■ **RECORDS PROVIDED**
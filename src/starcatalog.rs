//! Spatial star catalog optimized for cone searches and exact k-nearest-neighbour
//! queries over angular distance.
//!
//! `StarCatalog` stores stars in a HEALPix-style spherical binning:
//! latitude is partitioned into `3 * nside` bins in `z = sin(dec)`, and
//! longitude into `4 * nside` bins in right ascension, for a total of
//! `12 * nside^2` equal-area cells. Each cell maps to a compact slice of star
//! indices.
//!
//! Cone query flow:
//! 1. Compute the cells intersecting the cone around a pointing direction.
//! 2. Scan only stars in those cells.
//! 3. Apply exact great-circle filtering.
//!
//! k-NN queries run cone queries with a radius that starts at a few arcseconds
//! (or half a cell, if smaller) and doubles until at least `k` stars are inside. Every star outside the cone is
//! farther than every star inside it, so the first `k` hits (sorted by
//! distance, then by index) are the exact answer.

use std::f64::consts::{FRAC_PI_2, PI, TAU};

use nalgebra::Vector3;

use crate::error::{CrossMatchError, Result};
use crate::star::{radec_deg_to_uvec, Star, ARCSEC_PER_DEGREE};

/// Cells are selected with this much slack (radians) so that rounding in
/// `sin`/`asin` never drops a boundary star.
const CELL_SELECTION_PAD_RAD: f64 = 1e-9;

/// First k-NN search radius: 4 arcsec, just above the usual disambiguation
/// distance, so a 2-NN query in a crowded field only scans a handful of stars.
const KNN_INITIAL_RADIUS_RAD: f64 = 4.0 / (ARCSEC_PER_DEGREE * 180.0) * PI;

/// Largest accepted `nside`: 12 * 1024^2 cells, about 3.4 arcmin each.
pub const MAX_NSIDE: u32 = 1024;

/// A neighbour returned by [`StarCatalog::query_knn`].
#[derive(Debug, Clone, Copy, PartialEq)]
pub struct Neighbor {
    /// Index into [`StarCatalog::stars`].
    pub index: usize,
    /// Great-circle distance in radians.
    pub distance_rad: f64,
}

impl Neighbor {
    pub fn distance_arcsec(&self) -> f64 {
        self.distance_rad.to_degrees() * ARCSEC_PER_DEGREE
    }
}

#[derive(Debug, Clone)]
pub struct StarCatalog {
    nside: u32,
    n_lat: u32,
    n_lon: u32,
    stars: Vec<Star>,
    star_vectors: Vec<Vector3<f64>>,
    cell_offsets: Vec<u32>,
    star_indices: Vec<u32>,
}
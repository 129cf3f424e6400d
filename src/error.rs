//! Error type shared by every stage of the cross-match pipeline.
//!
//! Per-record problems (`MalformedRecord`) are normally caught at ingestion,
//! logged and counted; the remaining variants are structural and abort a run.

use thiserror::Error;

#[derive(Error, Debug)]
pub enum CrossMatchError {
    #[error("spatial index: cannot build an index over an empty reference catalog")]
    EmptyCatalog,

    #[error(
        "spatial index: {requested} nearest neighbours requested but only {available} stars are indexed"
    )]
    InsufficientCandidates { requested: usize, available: usize },

    #[error("{catalog} catalog row {row}: field `{field}` is missing or not finite")]
    MalformedRecord {
        catalog: &'static str,
        row: usize,
        field: &'static str,
    },

    #[error("spatial index: query position ({ra_deg}, {dec_deg}) is not finite")]
    NonFiniteQuery { ra_deg: f64, dec_deg: f64 },

    #[error("outlier filter: no candidates survived duplicate elimination, magnitude statistics are undefined")]
    EmptyPopulation,

    #[error("invalid configuration: {0}")]
    InvalidConfig(String),

    #[error("I/O error: {0}")]
    Io(#[from] std::io::Error),

    #[error("CSV error: {0}")]
    Csv(#[from] csv::Error),

    #[error("JSON error: {0}")]
    Json(#[from] serde_json::Error),
}

pub type Result<T> = std::result::Result<T, CrossMatchError>;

■ **EXERCISE PROMPT**
Reproduce exactly the lines of the records above from the one with "const CELL_SELECTION_PAD_RAD: f64 = 1e-9;" to the one with "#[derive(Debug, Clone, Copy, PartialEq)]", both included, and leave out everything else.

■ **RESULT BELOW**
const CELL_SELECTION_PAD_RAD: f64 = 1e-9;

/// First k-NN search radius: 4 arcsec, just above the usual disambiguation
/// distance, so a 2-NN query in a crowded field only scans a handful of stars.
const KNN_INITIAL_RADIUS_RAD: f64 = 4.0 / (ARCSEC_PER_DEGREE * 180.0) * PI;

/// Largest accepted `nside`: 12 * 1024^2 cells, about 3.4 arcmin each.
pub const MAX_NSIDE: u32 = 1024;

/// A neighbour returned by [`StarCatalog::query_knn`].
#[derive(Debug, Clone, Copy, PartialEq)]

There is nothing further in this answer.